Every line below that holds the string "through" should be copied out.
________________________________________
//! # wishlist-sync
//!
//! `wishlist-sync` keeps a shopper's wishlist: a shared, observable set of
//! product ids that is written through to durable storage on every change
//! and pushed to every view watching it.
//!
//! ## Core Modules
//!
//! - `selection`: the ordered id set and the store that owns it.
//! - `subscription`: listener registry, subscription handles and live views.
//! - `persistence`: the key-value backings the store writes through to.
//! - `config`: loading settings from files and the environment.
//! - `utils`: error types and logging setup.
//!
//! ## Example
//!
//! ```
//! use std::sync::Arc;
//! use wishlist_sync::{LiveSelection, MemoryBacking, SelectionStore};
//!
//! let store = SelectionStore::shared(MemoryBacking::new());
//! let view = LiveSelection::new(Arc::clone(&store));
//!
//! store.add(5);
//! store.add(3);
//! store.toggle(5);
//! assert_eq!(view.members(), vec![3]);
//! ```

pub mod config;
pub mod persistence;
pub mod selection;
pub mod subscription;
pub mod utils;

pub use persistence::{Backing, MemoryBacking, SledBacking};
pub use selection::{DEFAULT_KEY, SelectionSet, SelectionStore};
pub use subscription::{LiveSelection, Subscription};
use std::sync::Weak;
use std::sync::atomic::{AtomicBool, Ordering};

use super::registry::{ListenerRegistry, SubscriberId};

/// Deregistration handle returned by [`SelectionStore::subscribe`](crate::SelectionStore::subscribe).
///
/// The callback stays registered until [`unsubscribe`](Self::unsubscribe) is
/// called or the handle is dropped. The handle only weakly references the
/// registry, so it may outlive the store.
#[must_use = "dropping a Subscription deregisters its callback"]
pub struct Subscription {
    registry: Weak<ListenerRegistry>,
    id: SubscriberId,
    released: AtomicBool,
}

impl Subscription {
    pub(crate) fn new(registry: Weak<ListenerRegistry>, id: SubscriberId) -> Self {
        Self {
            registry,
            id,
            released: AtomicBool::new(false),
        }
    }

    pub fn id(&self) -> SubscriberId {
        self.id
    }

    /// Stop receiving change notifications. Further calls do nothing.
    pub fn unsubscribe(&self) {
        if self.released.swap(true, Ordering::AcqRel) {
            return;
        }
        if let Some(registry) = self.registry.upgrade() {
            registry.deregister(self.id);
        }
    }

    pub fn is_active(&self) -> bool {
        !self.released.load(Ordering::Acquire) && self.registry.strong_count() > 0
    }
}

impl Drop for Subscription {
    fn drop(&mut self) {
        self.unsubscribe();
    }
}

impl std::fmt::Debug for Subscription {
    fn fmt(&self, f: &mut std::fmt::Formatter<'_>) -> std::fmt::Result {
        f.debug_struct("Subscription")
            .field("id", &self.id)
            .field("active", &self.is_active())
            .finish()
    }
}
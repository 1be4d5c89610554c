//! # tronkey-core - Primitives for TRON HD keys
//!
//! Chain-agnostic building blocks shared by the [`tronkey`] engine:
//!
//! - **Errors**: a single [`Error`] enum covering seeds, buffers, paths and key lifecycle
//! - **Hashing**: SHA-256, double SHA-256 and Keccak-256
//! - **Encoding**: base58check, the address codec used by TRON
//! - **Paths**: strict BIP-32 derivation path grammar
//! - **Traits**: the [`SigningKey`] capability set and the recoverable [`Signature`]
//! - **Wallet**: BIP-39 mnemonic to seed, with the seed zeroized on drop
//!
//! [`tronkey`]: https://docs.rs/tronkey

#![cfg_attr(not(feature = "std"), no_std)]
#![warn(
    missing_docs,
    rust_2018_idioms,
    clippy::all,
    clippy::pedantic,
    clippy::nursery
)]
#![allow(
    clippy::module_name_repetitions,
    clippy::must_use_candidate,
    clippy::missing_errors_doc,
    clippy::missing_panics_doc,
    clippy::doc_markdown,
    clippy::missing_const_for_fn,
    clippy::uninlined_format_args,
    clippy::return_self_not_must_use,
    clippy::cast_possible_truncation
)]
#![forbid(unsafe_code)]

extern crate alloc;

pub mod encoding;
pub mod error;
pub mod hash;
pub mod hdpath;
pub mod traits;
pub mod wallet;

pub use error::{Error, Result};
pub use hdpath::{ChildIndex, DerivationPath};
pub use traits::{Signature, SigningKey};
pub use wallet::Wallet;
________________________________________
▸ Response below:
//! product ids that is written through to durable storage on every change
//! - `persistence`: the key-value backings the store writes through to.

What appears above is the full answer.